15A.4 In-flight icing hazard detection with dual and single polarimetric moments from operational NEXRADs

Friday, 20 September 2013: 9:15 AM
Colorado Ballroom (Peak 4, 3rd Floor) (Beaver Run Resort and Conference Center)
David J. Serke, NCAR, Boulder, CO; and S. Ellis, J. Hubbert, D. Albo, C. Johnston, C. Coy, and M. Politovich
Manuscript (255.7 kB)

The application of S-band weather radars to the detection of supercooled liquid aloft has historically not been an endeavor that shows significant skill. Returned power is heavily influenced by larger frozen particles and particle classification of supercooled liquid with gate-by-gate polarized moments tend to overlap with other particle species. NCAR has begun developing an algorithm for in-flight icing based on the detection with fuzzy logic of certain spatial patterns in the moment fields that had been previously noted in research flight campaign to be associated with the presence of supercooled liquid.
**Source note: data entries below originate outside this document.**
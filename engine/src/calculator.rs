//! Metrics calculator
//!
//! Turns one [`CalculatorInput`] into a complete [`CalculatorResult`]. Each
//! step is a pure function; [`compute_on`] runs them in order and is the only
//! place that threads earlier results into later steps.

use crate::errors::{ensure_finite, round_to_i64, CalcError};
use crate::parsing::{normalize_decimal, ActivityFactor};
use crate::types::{
    BmiCategory, CalculatorInput, CalculatorResult, CalorieTargets, Gender, IdealWeight,
    WeightDifference, WeightStatus,
};
use crate::units::{
    cm_to_inches, fluid_ounces_to_liters, inches_to_cm, kg_to_pounds, pounds_to_kg, round2,
};
use chrono::{Days, Local, NaiveDate};

/// Energy content of one pound of body mass in kcal
pub const KCAL_PER_POUND: f64 = 3500.0;

/// Daily surplus or deficit for roughly half a kilogram per week
pub const WEEKLY_HALF_KG_STEP_KCAL: i64 = 551;

/// Share of maintenance calories used as the diet deficit
pub const DEFICIT_SHARE: f64 = 0.2;

/// Fluid ounces of water per pound of body weight per day
pub const WATER_OZ_PER_POUND: f64 = 0.67;

/// Height at which the ideal weight formulas are anchored
const IDEAL_WEIGHT_ANCHOR_INCHES: f64 = 60.0;

// ============================================================================
// BMI
// ============================================================================

/// Calculate BMI from weight and height
///
/// Formula: BMI = weight(kg) / height(m)²
pub fn calculate_bmi(weight_kg: f64, height_cm: f64) -> f64 {
    let height_m = height_cm / 100.0;
    weight_kg / (height_m * height_m)
}

// ============================================================================
// Ideal Weight
// ============================================================================

/// Ideal weight formula, stated in pounds above five feet
#[derive(Debug, Clone, Copy, PartialEq, Eq)]
pub enum IdealWeightFormula {
    Devine,
    Robinson,
    Miller,
}

impl IdealWeightFormula {
    /// Base weight at 60 inches and slope per extra inch, both in pounds
    pub fn coefficients_lbs(&self, gender: Gender) -> (f64, f64) {
        match (self, gender) {
            (IdealWeightFormula::Devine, Gender::Woman) => (100.1, 5.06),
            (IdealWeightFormula::Devine, Gender::Man) => (110.0, 5.06),
            (IdealWeightFormula::Robinson, Gender::Woman) => (107.8, 3.74),
            (IdealWeightFormula::Robinson, Gender::Man) => (114.4, 4.18),
            (IdealWeightFormula::Miller, Gender::Woman) => (116.82, 2.99),
            (IdealWeightFormula::Miller, Gender::Man) => (123.64, 3.10),
        }
    }

    /// Ideal weight in kilograms, unrounded
    ///
    /// Heights under five feet are not clamped; the slope term goes negative.
    pub fn ideal_weight_kg(&self, height_cm: f64, gender: Gender) -> f64 {
        let (base_lbs, slope_lbs) = self.coefficients_lbs(gender);
        let inches_over_anchor = cm_to_inches(height_cm - inches_to_cm(IDEAL_WEIGHT_ANCHOR_INCHES));
        pounds_to_kg(base_lbs) + pounds_to_kg(slope_lbs) * inches_over_anchor
    }
}

/// Calculate ideal body weight with the three formulas and their average
pub fn calculate_ideal_weight(height_cm: f64, gender: Gender) -> IdealWeight {
    let devine = round2(IdealWeightFormula::Devine.ideal_weight_kg(height_cm, gender));
    let robinson = round2(IdealWeightFormula::Robinson.ideal_weight_kg(height_cm, gender));
    let miller = round2(IdealWeightFormula::Miller.ideal_weight_kg(height_cm, gender));

    IdealWeight {
        devine,
        robinson,
        miller,
        average: round2((devine + robinson + miller) / 3.0),
    }
}

// ============================================================================
// Calories
// ============================================================================

/// Calculate Basal Metabolic Rate using Mifflin-St Jeor equation
///
/// Men: BMR = 10 × weight(kg) + 6.25 × height(cm) - 5 × age(y) + 5
/// Women: BMR = 10 × weight(kg) + 6.25 × height(cm) - 5 × age(y) - 161
pub fn calculate_bmr_mifflin(weight_kg: f64, height_cm: f64, age_years: u32, gender: Gender) -> f64 {
    let base = 10.0 * weight_kg + 6.25 * height_cm - 5.0 * age_years as f64;
    match gender {
        Gender::Man => base + 5.0,
        Gender::Woman => base - 161.0,
    }
}

/// Rounded BMR, maintenance calories and the four goal targets
///
/// Both roundings must stay within exact integer range so the targets never
/// overflow.
pub fn calculate_calorie_targets(bmr: f64, multiplier: f64) -> Result<CalorieTargets, CalcError> {
    let bmr = round_to_i64("bmr", bmr)?;
    let maintain = round_to_i64("maintenance calories", bmr as f64 * multiplier)?;

    Ok(CalorieTargets {
        bmr,
        maintain,
        loose1: maintain - WEEKLY_HALF_KG_STEP_KCAL,
        loose2: maintain - 2 * WEEKLY_HALF_KG_STEP_KCAL,
        gain1: maintain + WEEKLY_HALF_KG_STEP_KCAL,
        gain2: maintain + 2 * WEEKLY_HALF_KG_STEP_KCAL,
    })
}

/// Deficit used to project the diet duration
pub fn calculate_calorie_deficit(maintain: i64) -> i64 {
    (maintain as f64 * DEFICIT_SHARE).round() as i64
}

// ============================================================================
// Hydration
// ============================================================================

/// Daily water need in liters, unrounded
///
/// Two thirds of an ounce per pound of body weight plus the weekly exercise
/// extra spread over seven days.
pub fn calculate_water_need_liters(weight_kg: f64, weekly_extra_oz: f64) -> f64 {
    let ounces = kg_to_pounds(weight_kg) * WATER_OZ_PER_POUND + weekly_extra_oz / 7.0;
    fluid_ounces_to_liters(ounces)
}

// ============================================================================
// Goal Projection
// ============================================================================

/// Compare current weight with the goal
pub fn calculate_weight_difference(weight_kg: f64, goal_kg: f64) -> WeightDifference {
    if weight_kg > goal_kg {
        WeightDifference {
            status: WeightStatus::Loose,
            diff: round2(weight_kg - goal_kg),
        }
    } else if weight_kg < goal_kg {
        WeightDifference {
            status: WeightStatus::Gain,
            diff: round2(goal_kg - weight_kg),
        }
    } else {
        WeightDifference {
            status: WeightStatus::Maintain,
            diff: 0.0,
        }
    }
}

/// Days needed to cover the weight difference at the daily deficit
///
/// Maintaining needs no diet, so the duration is zero without dividing.
pub fn calculate_diet_duration_days(
    difference: &WeightDifference,
    calorie_deficit: i64,
) -> Result<i64, CalcError> {
    if difference.status == WeightStatus::Maintain {
        return Ok(0);
    }
    if calorie_deficit <= 0 {
        return Err(CalcError::NonPositiveDeficit(calorie_deficit));
    }

    let total_kcal = kg_to_pounds(difference.diff) * KCAL_PER_POUND;
    round_to_i64("diet duration", total_kcal / calorie_deficit as f64)
}

/// Date the diet is expected to finish
pub fn project_completion_date(today: NaiveDate, duration_days: i64) -> Result<NaiveDate, CalcError> {
    u64::try_from(duration_days)
        .ok()
        .and_then(|days| today.checked_add_days(Days::new(days)))
        .ok_or(CalcError::DateOutOfRange(duration_days))
}

// ============================================================================
// Full Computation
// ============================================================================

/// Compute the result record using today's local date
pub fn compute(input: &CalculatorInput) -> Result<CalculatorResult, CalcError> {
    compute_on(input, Local::now().date_naive())
}

/// Compute the result record relative to `today`
pub fn compute_on(input: &CalculatorInput, today: NaiveDate) -> Result<CalculatorResult, CalcError> {
    let weight_kg = normalize_decimal("weight", &input.weight)?;
    let goal_kg = normalize_decimal("goal", &input.goal)?;
    let height_cm = ensure_finite("height", input.height)?;
    let activity = ActivityFactor::parse(&input.activity_factor)?;

    let bmi = round2(ensure_finite("bmi", calculate_bmi(weight_kg, height_cm))?);
    let ideal_weight = calculate_ideal_weight(height_cm, input.gender);

    let bmr = calculate_bmr_mifflin(weight_kg, height_cm, input.age, input.gender);
    let calories = calculate_calorie_targets(bmr, activity.multiplier)?;

    let water_need = round2(ensure_finite(
        "water need",
        calculate_water_need_liters(weight_kg, activity.weekly_extra),
    )?);

    let weight_difference = calculate_weight_difference(weight_kg, goal_kg);
    let calorie_deficit = calculate_calorie_deficit(calories.maintain);
    let diet_duration_days = calculate_diet_duration_days(&weight_difference, calorie_deficit)?;
    let diet_completion_date = project_completion_date(today, diet_duration_days)?;

    Ok(CalculatorResult {
        bmi,
        bmi_category: BmiCategory::classify(bmi),
        ideal_weight,
        calories,
        water_need,
        weight_difference,
        calorie_deficit,
        diet_duration_days,
        diet_completion_date,
    })
}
The algorithm was first tested in 2011 with Colorado State University's frequently calibrated CHILL research radar and it was found that all of the 20 pilot reports of moderate or greater severity of in-flight icing collected during the field study had positive S-band icing warnings. In 2012, the algorithm was tested with operational NEXRAD input for 14 cases with moderate pilot-reported severity and 19 cases with no pilot-reported icing in the accompanying radar volume. The study found a two-fold increase in radar volume warned as containing no icing when in the presence of a pilot report of no icing, and a three-fold increase in radar volume warned as containing positive icing when in the presence of a pilot report of moderate icing severity. For this study, the existing S-band codebase was mirrored in two parallel streams; one based on the dual-polarization moment inputs and the other with all reliance on dual-polarization inputs stripped out. The purpose of this work was to examine the benefits to having dual-polarization in detecting in-flight icing hazard from S-band radar. Case studies from different icing weather scenarios were analyzed and quantified in order to evaluate improvements in icing diagnosis from dual-polarization and further establish the feasability of using operational NEXRAD for this purpose.